With evictions raging in tenant-unfriendly Arkansas, tragic stories of virus-unemployed tossed on the streets have mounted.


So the committee that passes on CARES Act funding to the legislature will consider at its 3:30 meeting today adding $4.4 million in CARES Act money and $5.6 million in federal block grant money, which fas expanded eligibility for those with income up to 80 percent of poverty level. The CARES money can be spent only on the poorest families. NOTE: I erroneously reversed eligibility standards for the two money sources in my original post.  Also, the money becomes available immediately not after expiration of CDC eviction moratorium as I originally wrote

Hutchinson has been dodging rental assistance questions for months, encouraging people to seek charity help and encouraging landlords to work with their tenants. Some real help is overdue. I suspect movement comes in part because this is a two-sided coin: Rental assistance helps renters but it also helps landlords who have bills and mortgages to pay.


This money would be administered by community action agencies and the Arkansas Economic Development Commission. It would provide rent payments for up to 2.5 months.

It’s a drop in the bucket of need. A Census survey said some 139,000 Arkansas households can’t pay rent or are at risk of being evicted.


This money would provide help for about 8,300 households. There are rules:

To qualify for housing assistance, all the criteria listed below must be met.


Applicant must:

• Be an Arkansas resident.

• Have a household income at or below 80% of the area median income (e.g., $43,900 annually for a family of 3).

• Have an eligible rent expense that was incurred on or after March 18, 2020 that is past due, except for post-eviction homeless rehousing cases. The program can also only make a payment if it will bring the balance of rent owed to $0. If rental arrears are more than the maximum the program can provide, the tenant is responsible for the remaining balance. If the balance is obtained from another source, the tenant must provide documentation that includes the source of funds and that amount. This is not considered a duplication of benefit.

• Be unable to make the payment(s) owed because of the public health emergency due to a COVID-19 related issue, except for post-eviction homeless rehousing cases.


Applicant must provide:

• Proof of identification.

• Proof of rent arrearage (past due rent notice or eviction notice), except for post-eviction homeless rehousing cases.

• Lease or rental agreement, if available, or copies of rent payment receipts, if no formal lease exists, except for post-eviction homeless rehousing cases.

• Proof of gross income from the month prior to application (self-declaration accepted, when applicable).

• Basic demographic information for all household members (name, relationship to applicant, DOB, race/ethnicity, employment status, disability status, and education level).

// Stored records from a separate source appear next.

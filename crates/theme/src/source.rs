//! Fragment sources - where theme components actually come from.
//!
//! The resolution pipeline never touches storage directly; it goes through
//! the [`ComponentSource`] trait. Production uses [`FsComponentSource`],
//! which maps fragment paths onto `.html` files under a themes root laid
//! out as `{store}/{theme}/components/{slot}.html`. Tests and the CLI's
//! check command use [`StaticComponentSource`], an in-memory map that also
//! records every load call so ordering and call counts can be asserted.

use std::collections::{HashMap, HashSet};
use std::path::{Path, PathBuf};
use std::sync::Mutex;
use std::time::Duration;

use async_trait::async_trait;
use thiserror::Error;

use crate::fragment::{Fragment, ParseError};
use crate::path::FragmentPath;

/// Error loading a fragment from a source.
///
/// `NotFound` is the routine case - most stores do not customize most
/// slots - and the loader recovers from every variant by falling back, so
/// none of these ever reach a page.
#[derive(Debug, Error)]
pub enum LoadError {
    #[error("no fragment at {path}")]
    NotFound { path: String },

    #[error("fragment path {path} escapes the themes root")]
    InvalidPath { path: String },

    #[error("failed to read fragment at {path}")]
    Io {
        path: String,
        #[source]
        source: std::io::Error,
    },

    #[error("fragment at {path} failed to parse")]
    Parse {
        path: String,
        #[source]
        source: ParseError,
    },

    #[error("loading fragment at {path} exceeded {}ms", timeout.as_millis())]
    Timeout { path: String, timeout: Duration },
}

/// A store of theme fragments addressable by [`FragmentPath`].
#[async_trait]
pub trait ComponentSource: Send + Sync {
    /// Load and parse the fragment at `path`.
    async fn load(&self, path: &FragmentPath) -> Result<Fragment, LoadError>;

    /// Enumerate every fragment path this source knows about.
    async fn scan(&self) -> Result<Vec<FragmentPath>, LoadError>;
}

// =============================================================================
// FsComponentSource
// =============================================================================

/// Filesystem-backed fragment source.
///
/// A fragment path `acme/theme3/components/Navbar` maps to
/// `{root}/acme/theme3/components/Navbar.html`.
#[derive(Debug, Clone)]
pub struct FsComponentSource {
    root: PathBuf,
}

impl FsComponentSource {
    /// Create a source reading fragments under `root`.
    #[must_use]
    pub fn new(root: impl Into<PathBuf>) -> Self {
        Self { root: root.into() }
    }

    /// The themes root directory.
    #[must_use]
    pub fn root(&self) -> &Path {
        &self.root
    }

    fn file_for(&self, path: &FragmentPath) -> PathBuf {
        self.root.join(format!("{}.html", path.as_str()))
    }
}

#[async_trait]
impl ComponentSource for FsComponentSource {
    async fn load(&self, path: &FragmentPath) -> Result<Fragment, LoadError> {
        // Slot names are caller-supplied strings; never let one walk out of
        // the themes root.
        if path.has_parent_traversal() {
            return Err(LoadError::InvalidPath {
                path: path.as_str().to_string(),
            });
        }

        let file = self.file_for(path);
        let source = match tokio::fs::read_to_string(&file).await {
            Ok(source) => source,
            Err(e) if e.kind() == std::io::ErrorKind::NotFound => {
                return Err(LoadError::NotFound {
                    path: path.as_str().to_string(),
                });
            }
            Err(e) => {
                return Err(LoadError::Io {
                    path: path.as_str().to_string(),
                    source: e,
                });
            }
        };

        Fragment::parse(source).map_err(|e| LoadError::Parse {
            path: path.as_str().to_string(),
            source: e,
        })
    }

    async fn scan(&self) -> Result<Vec<FragmentPath>, LoadError> {
        if !self.root.exists() {
            tracing::warn!("Themes directory does not exist: {:?}", self.root);
            return Ok(Vec::new());
        }

        let mut paths = Vec::new();
        collect_fragments(&self.root, &self.root, &mut paths)?;
        paths.sort_by(|a, b| a.as_str().cmp(b.as_str()));
        Ok(paths)
    }
}

/// Walk `dir` collecting every `.html` file as a root-relative fragment path.
fn collect_fragments(
    root: &Path,
    dir: &Path,
    out: &mut Vec<FragmentPath>,
) -> Result<(), LoadError> {
    let entries = std::fs::read_dir(dir).map_err(|e| LoadError::Io {
        path: dir.display().to_string(),
        source: e,
    })?;

    for entry in entries.flatten() {
        let path = entry.path();
        if path.is_dir() {
            collect_fragments(root, &path, out)?;
        } else if path.extension().is_some_and(|ext| ext == "html") {
            let relative = path
                .with_extension("")
                .strip_prefix(root)
                .map(|p| p.to_string_lossy().replace('\\', "/"))
                .unwrap_or_default();
            if !relative.is_empty() {
                out.push(FragmentPath::new(relative));
            }
        }
    }

    Ok(())
}

// =============================================================================
// StaticComponentSource
// =============================================================================

/// In-memory fragment source with load-call instrumentation.
///
/// Used by unit and integration tests to assert attempt ordering and call
/// counts, and by `vitrine-cli themes check` to dry-run resolution against
/// a scanned manifest.
#[derive(Debug, Default)]
pub struct StaticComponentSource {
    fragments: HashMap<String, String>,
    failing: HashSet<String>,
    delay: Option<Duration>,
    calls: Mutex<Vec<String>>,
}

impl StaticComponentSource {
    #[must_use]
    pub fn new() -> Self {
        Self::default()
    }

    /// Register a fragment at `path`.
    #[must_use]
    pub fn with_fragment(mut self, path: impl Into<String>, source: impl Into<String>) -> Self {
        self.fragments.insert(path.into(), source.into());
        self
    }

    /// Make loads of `path` fail with an IO error (simulates a present but
    /// unreadable fragment).
    #[must_use]
    pub fn with_failure(mut self, path: impl Into<String>) -> Self {
        self.failing.insert(path.into());
        self
    }

    /// Delay every load; lets tests overlap in-flight resolutions.
    #[must_use]
    pub const fn with_delay(mut self, delay: Duration) -> Self {
        self.delay = Some(delay);
        self
    }

    /// Every load call so far, in order.
    #[must_use]
    pub fn call_log(&self) -> Vec<String> {
        self.calls.lock().map(|calls| calls.clone()).unwrap_or_default()
    }

    /// Number of load calls for `path`.
    #[must_use]
    pub fn load_count(&self, path: &str) -> usize {
        self.calls
            .lock()
            .map(|calls| calls.iter().filter(|p| *p == path).count())
            .unwrap_or(0)
    }
}

#[async_trait]
impl ComponentSource for StaticComponentSource {
    async fn load(&self, path: &FragmentPath) -> Result<Fragment, LoadError> {
        if let Ok(mut calls) = self.calls.lock() {
            calls.push(path.as_str().to_string());
        }

        if let Some(delay) = self.delay {
            tokio::time::sleep(delay).await;
        }

        if self.failing.contains(path.as_str()) {
            return Err(LoadError::Io {
                path: path.as_str().to_string(),
                source: std::io::Error::other("simulated load failure"),
            });
        }

        let Some(source) = self.fragments.get(path.as_str()) else {
            return Err(LoadError::NotFound {
                path: path.as_str().to_string(),
            });
        };

        Fragment::parse(source.clone()).map_err(|e| LoadError::Parse {
            path: path.as_str().to_string(),
            source: e,
        })
    }

    async fn scan(&self) -> Result<Vec<FragmentPath>, LoadError> {
        let mut paths: Vec<FragmentPath> = self
            .fragments
            .keys()
            .map(|k| FragmentPath::new(k.clone()))
            .collect();
        paths.sort_by(|a, b| a.as_str().cmp(b.as_str()));
        Ok(paths)
    }
}

#[cfg(test)]
#[allow(clippy::unwrap_used)]
mod tests {
    use super::*;

    fn path(s: &str) -> FragmentPath {
        FragmentPath::new(s.to_string())
    }

    #[tokio::test]
    async fn test_static_source_load_and_count() {
        let source = StaticComponentSource::new()
            .with_fragment("acme/theme1/components/Navbar", "<nav>{{store_name}}</nav>");

        let fragment = source.load(&path("acme/theme1/components/Navbar")).await.unwrap();
        assert_eq!(fragment.placeholders(), ["store_name"]);
        assert_eq!(source.load_count("acme/theme1/components/Navbar"), 1);
    }

    #[tokio::test]
    async fn test_static_source_missing_is_not_found() {
        let source = StaticComponentSource::new();
        let err = source.load(&path("nowhere")).await.unwrap_err();
        assert!(matches!(err, LoadError::NotFound { .. }));
    }

    #[tokio::test]
    async fn test_fs_source_reads_fragment_files() {
        let dir = tempfile::tempdir().unwrap();
        let components = dir.path().join("acme/theme1/components");
        std::fs::create_dir_all(&components).unwrap();
        std::fs::write(components.join("Navbar.html"), "<nav>{{store_name}}</nav>").unwrap();

        let source = FsComponentSource::new(dir.path());
        let fragment = source.load(&path("acme/theme1/components/Navbar")).await.unwrap();
        assert_eq!(fragment.placeholders(), ["store_name"]);
    }

    #[tokio::test]
    async fn test_fs_source_missing_file_is_not_found() {
        let dir = tempfile::tempdir().unwrap();
        let source = FsComponentSource::new(dir.path());
        let err = source.load(&path("acme/theme1/components/Hero")).await.unwrap_err();
        assert!(matches!(err, LoadError::NotFound { .. }));
    }

    #[tokio::test]
    async fn test_fs_source_rejects_traversal() {
        let dir = tempfile::tempdir().unwrap();
        let source = FsComponentSource::new(dir.path());
        let err = source.load(&path("acme/../../etc/passwd")).await.unwrap_err();
        assert!(matches!(err, LoadError::InvalidPath { .. }));
    }

    #[tokio::test]
    async fn test_fs_source_scan_lists_fragments() {
        let dir = tempfile::tempdir().unwrap();
        for p in [
            "acme/theme1/components/Navbar",
            "default/Grocery/theme1/components/Navbar",
        ] {
            let file = dir.path().join(format!("{p}.html"));
            std::fs::create_dir_all(file.parent().unwrap()).unwrap();
            std::fs::write(file, "<div></div>").unwrap();
        }

        let source = FsComponentSource::new(dir.path());
        let paths = source.scan().await.unwrap();
        let names: Vec<&str> = paths.iter().map(FragmentPath::as_str).collect();
        assert_eq!(
            names,
            [
                "acme/theme1/components/Navbar",
                "default/Grocery/theme1/components/Navbar"
            ]
        );
    }

    #[tokio::test]
    async fn test_fs_source_scan_missing_root_is_empty() {
        let source = FsComponentSource::new("/nonexistent/themes/root");
        assert!(source.scan().await.unwrap().is_empty());
    }
}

• A signed CDC Moratorium Declaration, except for post-eviction homeless rehousing cases.


Landlord must provide a written declaration that:

• It will accept payment.

• Payment of the rent arrearage will prevent eviction for nonpayment during the CDC moratorium.

• It will not raise rent during the CDC moratorium.

  • All late fees on rent paid by the CAA will be waived.

This should make your heart leap up, given Arkansas’s demonstrated brilliance at computer-based assistance programs. Applications can be done by computer. Community action agencies will assist.

And remember, the state just squandered $165 million in CARES Act money so big business could get a $10 million tax break.